Gli italiani sono sempre più “cicale” e meno “formiche”, ossia tendono a spendere di più nell’immediato riducendo la propensione a mettere da parte in vista del futuro. Lo afferma il Codacons, commentando i dati diffusi oggi dall’Istat che vedono nel secondo trimestre del 2017 la propensione al risparmio delle famiglie scendere ai livelli minimi dal 2012.

“La trasformazione dei cittadini da formiche a cicale era prevedibile, dopo gli anni della crisi economica che hanno creato enorme incertezza sul futuro portando le famiglie a ridurre drasticamente gli acquisti e a mettere da parte i soldi – spiega il presidente Carlo Rienzi – La conferma di tale cambiamento arriva sempre dall’Istat, che registra nel secondo trimestre del 2017 una crescita dei consumi del +2,7% su base annua”.
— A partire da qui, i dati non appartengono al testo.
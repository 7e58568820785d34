//! Data-access facade: every repository reaches the store through here.

use std::future::Future;

use futures_util::future::BoxFuture;
use sqlx::error::ErrorKind;
use thiserror::Error;
use tokio::sync::Mutex;

use crate::shared::{
    domain::model::enums::{api_error::ApiError, database_error::DatabaseError},
    infrastructure::persistence::data_store::DataStore,
};

/// Failure raised from inside a query or transaction closure.
///
/// Taxonomy members pass through the facade unchanged; everything else is
/// wrapped in the matching database error.
#[derive(Debug, Error)]
pub enum DataAccessError {
    #[error(transparent)]
    Classified(#[from] ApiError),

    #[error(transparent)]
    Store(#[from] sqlx::Error),

    #[error("{0}")]
    Other(String),
}

fn query_failure(operation: &str, cause: String) -> DatabaseError {
    DatabaseError::query_failed(operation, cause)
}

fn transaction_failure(operation: &str, cause: String) -> DatabaseError {
    DatabaseError::transaction_failed(operation, cause)
}

pub struct DatabaseService<S: DataStore> {
    store: S,
    handle: Mutex<Option<S::Handle>>,
}

impl<S: DataStore> DatabaseService<S> {
    pub fn new(store: S) -> Self {
        Self {
            store,
            handle: Mutex::new(None),
        }
    }

    pub fn store(&self) -> &S {
        &self.store
    }

    /// Returns the cached handle, connecting on first use.
    ///
    /// The lock is held across the connect so concurrent first callers share a
    /// single connection attempt.
    pub async fn connection(&self) -> Result<S::Handle, ApiError> {
        let mut cached = self.handle.lock().await;
        if let Some(handle) = cached.as_ref() {
            return Ok(handle.clone());
        }

        let handle = self.store.connect().await.map_err(|error| {
            tracing::error!(error = %error, "Failed to establish database connection");
            ApiError::from(DatabaseError::ConnectionFailed)
        })?;
        tracing::info!("Database connection established");

        *cached = Some(handle.clone());
        Ok(handle)
    }

    pub async fn execute_query<T, F, Fut>(&self, operation: &str, query_fn: F) -> Result<T, ApiError>
    where
        F: FnOnce(S::Handle) -> Fut + Send,
        Fut: Future<Output = Result<T, DataAccessError>> + Send,
        T: Send,
    {
        let handle = self.connection().await?;

        query_fn(handle)
            .await
            .map_err(|error| self.wrap_failure(operation, error, query_failure))
    }

    /// Runs `transaction_fn` inside a transaction, committing on success and
    /// rolling back on any failure.
    pub async fn execute_transaction<T, F>(
        &self,
        operation: &str,
        transaction_fn: F,
    ) -> Result<T, ApiError>
    where
        F: for<'t> FnOnce(&'t mut S::Transaction) -> BoxFuture<'t, Result<T, DataAccessError>>
            + Send,
        T: Send,
    {
        let handle = self.connection().await?;
        let mut transaction = self.store.begin(&handle).await.map_err(|error| {
            self.wrap_failure(
                operation,
                DataAccessError::Store(error),
                transaction_failure,
            )
        })?;

        match transaction_fn(&mut transaction).await {
            Ok(value) => {
                self.store.commit(transaction).await.map_err(|error| {
                    self.wrap_failure(
                        operation,
                        DataAccessError::Store(error),
                        transaction_failure,
                    )
                })?;
                Ok(value)
            }
            Err(error) => {
                if let Err(rollback_error) = self.store.rollback(transaction).await {
                    tracing::warn!(
                        operation,
                        error = %rollback_error,
                        "Database transaction rollback failed"
                    );
                }
                Err(self.wrap_failure(operation, error, transaction_failure))
            }
        }
    }

    pub async fn ping(&self) -> Result<(), ApiError> {
        let store = &self.store;
        self.execute_query("health check", |handle| async move {
            store.ping(&handle).await.map_err(DataAccessError::from)
        })
        .await
    }

    /// Drops the cached handle. Calling it again is a no-op.
    pub async fn close_connection(&self) {
        if self.handle.lock().await.take().is_some() {
            tracing::info!("Database connection closed");
        }
    }

    pub async fn is_connected(&self) -> bool {
        self.handle.lock().await.is_some()
    }

    fn wrap_failure(
        &self,
        operation: &str,
        error: DataAccessError,
        wrap: fn(&str, String) -> DatabaseError,
    ) -> ApiError {
        match error {
            DataAccessError::Classified(error) => {
                tracing::debug!(operation, error = %error, "Database {operation} raised a domain failure");
                error
            }
            DataAccessError::Store(error) => {
                tracing::error!(operation, error = %error, "Database {operation} failed");
                self.classify_store_error(operation, &error)
                    .unwrap_or_else(|| wrap(operation, error.to_string()))
                    .into()
            }
            DataAccessError::Other(message) => {
                tracing::error!(operation, error = %message, "Database {operation} failed");
                wrap(operation, message).into()
            }
        }
    }

    fn classify_store_error(&self, operation: &str, error: &sqlx::Error) -> Option<DatabaseError> {
        match error {
            sqlx::Error::PoolTimedOut => Some(DatabaseError::timeout(
                operation,
                u64::try_from(self.store.acquire_timeout().as_millis()).unwrap_or(u64::MAX),
            )),
            sqlx::Error::Database(database_error) => match database_error.kind() {
                ErrorKind::UniqueViolation
                | ErrorKind::ForeignKeyViolation
                | ErrorKind::NotNullViolation
                | ErrorKind::CheckViolation => Some(DatabaseError::constraint_violation(
                    database_error.constraint().unwrap_or("unknown"),
                    database_error.table().unwrap_or("unknown"),
                )),
                _ => None,
            },
            _ => None,
        }
    }
}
“La maggiore fiducia nel futuro e un clima economico in miglioramento in tutti i settori stanno modificando in modo sensibile i comportamenti degli italiani, sempre più protesi al consumo e meno al risparmio – prosegue Rienzi – Attenzione però ai “fuochi di paglia”: in tale delicata fase la ripresa va consolidata e i consumi delle famiglie sostenuti, perché basta poco per cancellare i segnali positivi fin qui registrati dall’Istat e riportare gli indicatori economici indietro di anni”.